BrowserPlus also has a plugin architecture, so the features can be updated without restarting the browser or even refreshing the page! This will put them in a very good position when it comes to adoption, but the way they present the plugins is a bit odd from an end user perspective. I can dig allowing Yahoo to install an image editor, but do I really care that the app I’m using is written in Ruby? I’ve got a little security geek background and I don’t even understand implications of allowing a “RubyInterpreter” to be installed — is it sandboxed? does it allow file system access? This is weird territory from a usability perspective. How’s a normal person to tell what’s safe or not? Hard to tell what the model is here… am I trusting the site or trusting the software vendor? Right now they are the same for BrowserPlus, but they’ll need to clarify this before they open it up

Installation Experience
Continuing with my series evaluating the initial experience for Adobe Air and Gears, here’s a click-through slide show of getting started with BrowserPlus:

Privacy Policy

BrowserPlus may gather, store and transmit to Yahoo! the following anonymous information about your usage of the BrowserPlus for diagnostic and software improvement purposes:
o Your device’s platform (i.e., osx, win 32, XP).
o The version number of BrowserPlus that you have installed.
o A unique identifier assigned to your installation of BrowserPlus. Yahoo! will NOT associate this unique identifier, your browsing activity or the web sites you visit to you or any of your personally identifiable information.

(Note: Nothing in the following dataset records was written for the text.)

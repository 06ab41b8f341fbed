use log::trace;

use super::oracle::is_non_overflow;
use super::shapes::verify_pivot_x_below_z_x;
use super::shapes::verify_pivot_y_below_pivot_z;
use super::shapes::verify_y_below_scaled_pivot;
use super::shapes::verify_y_x_below_pivot_x;
use super::shapes::ClassifiedInequality;
use super::SaturationContext;
use super::SaturationRule;
use crate::constraints::SignedConstraint;
use crate::polynomial::Polynomial;
use crate::polysat_assert_moderate;

impl SaturationContext<'_> {
    /// Try to apply `rule` with `c` as its main literal. The other literals of the core, which
    /// are needed by the rules combining two inequalities, are given by `inequalities`.
    pub(crate) fn try_rule(
        &mut self,
        rule: SaturationRule,
        c: &ClassifiedInequality,
        inequalities: &[ClassifiedInequality],
    ) -> bool {
        match rule {
            SaturationRule::UgtX => self.try_ugt_x(c),
            SaturationRule::UgtY => self.try_ugt_y(c, inequalities),
            SaturationRule::UgtZ => self.try_ugt_z(c, inequalities),
            SaturationRule::YLeAxAndXLeZ => self.try_y_l_ax_and_x_l_z(c, inequalities),
        }
    }

    /// ```text
    /// [x] zx > yx   ==>  Ω*(x, y) \/ z > y
    /// [x] yx <= zx  ==>  Ω*(x, y) \/ y <= z \/ x = 0
    /// ```
    fn try_ugt_x(&mut self, c: &ClassifiedInequality) -> bool {
        let Some((y, z)) = c.pivot_y_below_pivot_z() else {
            return false;
        };
        let inequality = &c.inequality;
        polysat_assert_moderate!(verify_pivot_y_below_pivot_z(self.pivot, inequality, y, z));

        let x = self.state.var(self.pivot);
        if !is_non_overflow(self.state, &x, y) {
            trace!("ugt_x: {x} * {y} may overflow");
            return false;
        }
        let mut premises = vec![];
        if !inequality.is_strict && !self.push_non_zero(&mut premises, &x) {
            return false;
        }
        self.push_omega(&mut premises, &x, y);

        let conclusion = SignedConstraint::inequality(inequality.is_strict, y.clone(), z.clone());
        let critical = c.as_signed_constraint();
        self.propagate(critical, critical, conclusion, premises)
    }

    /// ```text
    /// [y] z' <= y /\ zx > yx   ==>  Ω*(x, y) \/ zx > z'x
    /// [y] z' <= y /\ yx <= zx  ==>  Ω*(x, y) \/ z'x <= zx
    /// [y] z' < y /\ yx <= zx   ==>  Ω*(x, y) \/ z'x < zx \/ x = 0
    /// ```
    fn try_ugt_y(
        &mut self,
        le_y: &ClassifiedInequality,
        inequalities: &[ClassifiedInequality],
    ) -> bool {
        if !le_y.is_below_pivot() {
            return false;
        }

        inequalities.iter().any(|yx_l_zx| {
            yx_l_zx
                .pivot_x_below_z_x()
                .is_some_and(|(x, z)| self.apply_ugt_y(le_y, yx_l_zx, x, z))
        })
    }

    fn apply_ugt_y(
        &mut self,
        le_y: &ClassifiedInequality,
        yx_l_zx: &ClassifiedInequality,
        x: &Polynomial,
        z: &Polynomial,
    ) -> bool {
        polysat_assert_moderate!(le_y.is_below_pivot());
        polysat_assert_moderate!(verify_pivot_x_below_z_x(
            self.pivot,
            &yx_l_zx.inequality,
            x,
            z
        ));

        let y = self.state.var(self.pivot);
        if !is_non_overflow(self.state, x, &y) {
            trace!("ugt_y: {x} * {y} may overflow");
            return false;
        }

        let z_prime = &le_y.inequality.lhs;

        let mut premises = vec![
            le_y.as_signed_constraint().clone(),
            yx_l_zx.as_signed_constraint().clone(),
        ];
        if le_y.inequality.is_strict
            && !yx_l_zx.inequality.is_strict
            && !self.push_non_zero(&mut premises, x)
        {
            return false;
        }
        self.push_omega(&mut premises, x, &y);

        let conclusion = SignedConstraint::inequality(
            yx_l_zx.inequality.is_strict || le_y.inequality.is_strict,
            z_prime * x,
            z * x,
        );
        self.propagate(
            le_y.as_signed_constraint(),
            yx_l_zx.as_signed_constraint(),
            conclusion,
            premises,
        )
    }

    /// ```text
    /// [z] z <= y' /\ zx > yx   ==>  Ω*(x, y') \/ y'x > yx
    /// [z] z <= y' /\ yx <= zx  ==>  Ω*(x, y') \/ yx <= y'x
    /// [z] z < y' /\ yx <= zx   ==>  Ω*(x, y') \/ yx < y'x \/ x = 0
    /// ```
    fn try_ugt_z(
        &mut self,
        z_l_y: &ClassifiedInequality,
        inequalities: &[ClassifiedInequality],
    ) -> bool {
        if z_l_y.pivot_upper_bound().is_none() {
            return false;
        }

        inequalities.iter().any(|yx_l_zx| {
            yx_l_zx
                .y_x_below_pivot_x()
                .is_some_and(|(x, y)| self.apply_ugt_z(z_l_y, yx_l_zx, x, y))
        })
    }

    fn apply_ugt_z(
        &mut self,
        z_l_y: &ClassifiedInequality,
        yx_l_zx: &ClassifiedInequality,
        x: &Polynomial,
        y: &Polynomial,
    ) -> bool {
        let Some(y_prime) = z_l_y.pivot_upper_bound() else {
            return false;
        };
        polysat_assert_moderate!(verify_y_x_below_pivot_x(
            self.pivot,
            &yx_l_zx.inequality,
            x,
            y
        ));

        if !is_non_overflow(self.state, x, y_prime) {
            trace!("ugt_z: {x} * {y_prime} may overflow");
            return false;
        }

        let mut premises = vec![
            z_l_y.as_signed_constraint().clone(),
            yx_l_zx.as_signed_constraint().clone(),
        ];
        if z_l_y.inequality.is_strict
            && !yx_l_zx.inequality.is_strict
            && !self.push_non_zero(&mut premises, x)
        {
            return false;
        }
        self.push_omega(&mut premises, x, y_prime);

        let conclusion = SignedConstraint::inequality(
            z_l_y.inequality.is_strict || yx_l_zx.inequality.is_strict,
            y * x,
            y_prime * x,
        );
        self.propagate(
            z_l_y.as_signed_constraint(),
            yx_l_zx.as_signed_constraint(),
            conclusion,
            premises,
        )
    }

    /// ```text
    /// [x] y <= ax /\ x <= z  ==>  Ω*(a, z) \/ y <= az
    /// [x] y < ax /\ x <= z   ==>  Ω*(a, z) \/ y < az
    /// [x] y <= ax /\ x < z   ==>  Ω*(a, z) \/ y < az \/ a = 0
    /// ```
    fn try_y_l_ax_and_x_l_z(
        &mut self,
        x_l_z: &ClassifiedInequality,
        inequalities: &[ClassifiedInequality],
    ) -> bool {
        if x_l_z.pivot_upper_bound().is_none() {
            return false;
        }

        inequalities.iter().any(|y_l_ax| {
            y_l_ax
                .y_below_scaled_pivot()
                .is_some_and(|(a, y)| self.apply_y_l_ax_and_x_l_z(x_l_z, y_l_ax, a, y))
        })
    }

    fn apply_y_l_ax_and_x_l_z(
        &mut self,
        x_l_z: &ClassifiedInequality,
        y_l_ax: &ClassifiedInequality,
        a: &Polynomial,
        y: &Polynomial,
    ) -> bool {
        let Some(z) = x_l_z.pivot_upper_bound() else {
            return false;
        };
        polysat_assert_moderate!(verify_y_below_scaled_pivot(
            self.pivot,
            &y_l_ax.inequality,
            a,
            y
        ));

        if !is_non_overflow(self.state, a, z) {
            trace!("y_l_ax_and_x_l_z: {a} * {z} may overflow");
            return false;
        }

        let mut premises = vec![
            x_l_z.as_signed_constraint().clone(),
            y_l_ax.as_signed_constraint().clone(),
        ];
        if x_l_z.inequality.is_strict
            && !y_l_ax.inequality.is_strict
            && !self.push_non_zero(&mut premises, a)
        {
            return false;
        }
        self.push_omega(&mut premises, a, z);

        let conclusion = SignedConstraint::inequality(
            x_l_z.inequality.is_strict || y_l_ax.inequality.is_strict,
            y.clone(),
            a * z,
        );
        self.propagate(
            x_l_z.as_signed_constraint(),
            y_l_ax.as_signed_constraint(),
            conclusion,
            premises,
        )
    }

    /// Push the premise `p != 0`, or return false if `p` is zero in the current assignment.
    fn push_non_zero(&self, premises: &mut Vec<SignedConstraint>, p: &Polynomial) -> bool {
        if self.state.try_eval(p) == Some(0) {
            return false;
        }
        premises.push(!SignedConstraint::eq(p.clone()));
        true
    }
}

From time to time, Yahoo! may automatically download the latest version of BrowserPlus and notify you when it’s ready to install. You will have the choice to cancel or proceed with the installation.

Certain internet sites you visit may request that you download a corelet that will plug into BrowserPlus and help to optimize your online experience while on that site. You will have the choice to cancel or proceed with the installation.

To learn more, please read our BrowserPlus privacy information at http://info.yahoo.com/privacy/us/yahoo/browserplus.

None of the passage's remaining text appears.